As discussed in greater detail in Note 16 - Commitments and Contingencies, on February 28, 2023, the Company informed Sammartino that Sammartino had breached several provisions of the Merger and Membership Interest Purchase Agreement between the Company, Sammartino and certain other parties thereto (as amended, the “MIPA”) and pursuant
to the terms of the MIPA the Company had elected to offset these damages against (among other things) all present and future Monthly Milestone Accruals.

Purchase Price Allocations for 2022 Business Combinations
The purchase price accounting in connection with the acquisitions of “The Apothecarium” in Las Vegas, Nevada (“Apothecarium”) and NuLeaf Inc., NuLeaf CLV Inc. and their subsidiaries (collectively, “NuLeaf”) in March 2022 and April 2022, respectively, has been finalized as of March 31, 2023. There were no material measurement period adjustments during the three months ended March 31, 2023.
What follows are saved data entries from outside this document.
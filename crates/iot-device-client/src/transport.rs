//! HTTP capability consumed by the hub clients.
//!
//! The clients never talk to the network directly. They build an
//! [`HttpRequest`], hand it to an [`HttpTransport`] and interpret the
//! [`HttpResponse`]. This keeps the protocol logic testable with recorded
//! requests and canned responses, and lets callers bring their own HTTP stack.
//!
//! [`ReqwestTransport`] is the default implementation.

use crate::error::DeviceClientError;
use async_trait::async_trait;
use bytes::Bytes;
use std::collections::HashMap;
use std::fmt;
use std::time::Duration;
use tracing::debug;

#[cfg(test)]
#[path = "transport_tests.rs"]
mod tests;

/// HTTP methods used by the hub REST API
#[derive(Debug, Clone, Copy, PartialEq, Eq, Hash)]
pub enum HttpMethod {
    Get,
    Post,
    Put,
    Delete,
}

impl HttpMethod {
    pub fn as_str(&self) -> &'static str {
        match self {
            Self::Get => "GET",
            Self::Post => "POST",
            Self::Put => "PUT",
            Self::Delete => "DELETE",
        }
    }
}

impl fmt::Display for HttpMethod {
    fn fmt(&self, f: &mut fmt::Formatter<'_>) -> fmt::Result {
        f.write_str(self.as_str())
    }
}

impl From<HttpMethod> for reqwest::Method {
    fn from(method: HttpMethod) -> Self {
        match method {
            HttpMethod::Get => reqwest::Method::GET,
            HttpMethod::Post => reqwest::Method::POST,
            HttpMethod::Put => reqwest::Method::PUT,
            HttpMethod::Delete => reqwest::Method::DELETE,
        }
    }
}

/// Outgoing request
#[derive(Clone, PartialEq, Eq)]
pub struct HttpRequest {
    pub method: HttpMethod,
    pub url: String,
    pub headers: Vec<(String, String)>,
    pub body: Bytes,
}

impl HttpRequest {
    /// Create a request with no headers and an empty body
    pub fn new(method: HttpMethod, url: impl Into<String>) -> Self {
        Self {
            method,
            url: url.into(),
            headers: Vec::new(),
            body: Bytes::new(),
        }
    }

    /// Add a header
    pub fn with_header(mut self, name: impl Into<String>, value: impl Into<String>) -> Self {
        self.headers.push((name.into(), value.into()));
        self
    }

    /// Set the body
    pub fn with_body(mut self, body: impl Into<Bytes>) -> Self {
        self.body = body.into();
        self
    }

    /// Look up a header value, ignoring case of the name
    pub fn header(&self, name: &str) -> Option<&str> {
        self.headers
            .iter()
            .find(|(key, _)| key.eq_ignore_ascii_case(name))
            .map(|(_, value)| value.as_str())
    }
}

// Authorization carries the signed token; keep it out of logs and panics.
impl fmt::Debug for HttpRequest {
    fn fmt(&self, f: &mut fmt::Formatter<'_>) -> fmt::Result {
        let headers: Vec<(&str, &str)> = self
            .headers
            .iter()
            .map(|(name, value)| {
                if name.eq_ignore_ascii_case("authorization") {
                    (name.as_str(), "<REDACTED>")
                } else {
                    (name.as_str(), value.as_str())
                }
            })
            .collect();

        f.debug_struct("HttpRequest")
            .field("method", &self.method)
            .field("url", &self.url)
            .field("headers", &headers)
            .field("body_len", &self.body.len())
            .finish()
    }
}

/// Response as surfaced to the clients: status, headers and body verbatim.
#[derive(Debug, Clone, Default, PartialEq, Eq)]
pub struct HttpResponse {
    pub status: u16,
    pub headers: HashMap<String, String>,
    pub body: Bytes,
}

impl HttpResponse {
    /// Create a response with no headers and an empty body
    pub fn new(status: u16) -> Self {
        Self {
            status,
            ..Default::default()
        }
    }

    /// Add a header
    pub fn with_header(mut self, name: impl Into<String>, value: impl Into<String>) -> Self {
        self.headers.insert(name.into(), value.into());
        self
    }

    /// Set the body
    pub fn with_body(mut self, body: impl Into<Bytes>) -> Self {
        self.body = body.into();
        self
    }

    /// Look up a header value, ignoring case of the name
    pub fn header(&self, name: &str) -> Option<&str> {
        self.headers
            .iter()
            .find(|(key, _)| key.eq_ignore_ascii_case(name))
            .map(|(_, value)| value.as_str())
    }

    /// Check for a 2xx status
    pub fn is_success(&self) -> bool {
        (200..300).contains(&self.status)
    }
}

/// Capability to perform a single HTTP exchange.
///
/// Implementations must not retry: one call is one request. Network-level
/// failures map to [`DeviceClientError::Transport`]; any HTTP status,
/// including 4xx and 5xx, is a successful exchange.
#[async_trait]
pub trait HttpTransport: Send + Sync {
    async fn send(&self, request: HttpRequest) -> Result<HttpResponse, DeviceClientError>;
}

#[async_trait]
impl<T: HttpTransport + ?Sized> HttpTransport for std::sync::Arc<T> {
    async fn send(&self, request: HttpRequest) -> Result<HttpResponse, DeviceClientError> {
        (**self).send(request).await
    }
}

// ============================================================================
// Reqwest Transport
// ============================================================================

/// [`HttpTransport`] backed by a `reqwest` client.
#[derive(Debug, Clone)]
pub struct ReqwestTransport {
    http_client: reqwest::Client,
}

impl ReqwestTransport {
    /// Create a transport with the default `reqwest` settings.
    pub fn new() -> Result<Self, DeviceClientError> {
        let http_client = reqwest::Client::builder()
            .user_agent(concat!("iot-device-client/", env!("CARGO_PKG_VERSION")))
            .build()?;
        Ok(Self { http_client })
    }

    /// Create a transport whose requests time out after `timeout`.
    pub fn with_timeout(timeout: Duration) -> Result<Self, DeviceClientError> {
        let http_client = reqwest::Client::builder()
            .user_agent(concat!("iot-device-client/", env!("CARGO_PKG_VERSION")))
            .timeout(timeout)
            .build()?;
        Ok(Self { http_client })
    }

    /// Wrap an existing `reqwest` client.
    pub fn from_client(http_client: reqwest::Client) -> Self {
        Self { http_client }
    }
}

#[async_trait]
impl HttpTransport for ReqwestTransport {
    async fn send(&self, request: HttpRequest) -> Result<HttpResponse, DeviceClientError> {
        debug!(method = %request.method, url = %request.url, "Sending request");

        let mut builder = self
            .http_client
            .request(request.method.into(), &request.url);
        for (name, value) in &request.headers {
            builder = builder.header(name.as_str(), value.as_str());
        }

        let response = builder.body(request.body).send().await?;

        let status = response.status().as_u16();
        let headers = response
            .headers()
            .iter()
            .map(|(name, value)| {
                (
                    name.as_str().to_string(),
                    String::from_utf8_lossy(value.as_bytes()).into_owned(),
                )
            })
            .collect();
        let body = response.bytes().await?;

        debug!(status = status, body_len = body.len(), "Received response");

        Ok(HttpResponse {
            status,
            headers,
            body,
        })
    }
}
Business Combinations Acquisition Results and Unaudited Supplemental Pro Forma Financial Information
The following table summarizes consolidated pro forma revenue and consolidated pro forma net income (loss) as if the business combinations had occurred on January 1, 2022:
Three Months Ended March 31, 2022
Revenue, net $ 71,160 
Net loss $ (22,138)
These unaudited pro forma financial results do not purport to be indicative of the actual results that would have been achieved by the combined companies for the period indicated, or of the results that may be achieved by the combined companies in the future. These amounts have been calculated using actual results and adding pre-acquisition results, after adjusting for: acquisition costs, additional depreciation and amortization from acquired property, plant and equipment and intangible assets, as well as adjustments for incremental interest expense relating to consideration paid, and changes to conform to the Company’s accounting policies.
The results of the 2022 acquisitions were included in the Company’s results since their respective acquisition dates. For the three months ended March 31, 2022, the Apothecarium acquisition contributed revenues of $556 and net income of $55, to the Company’s consolidated results.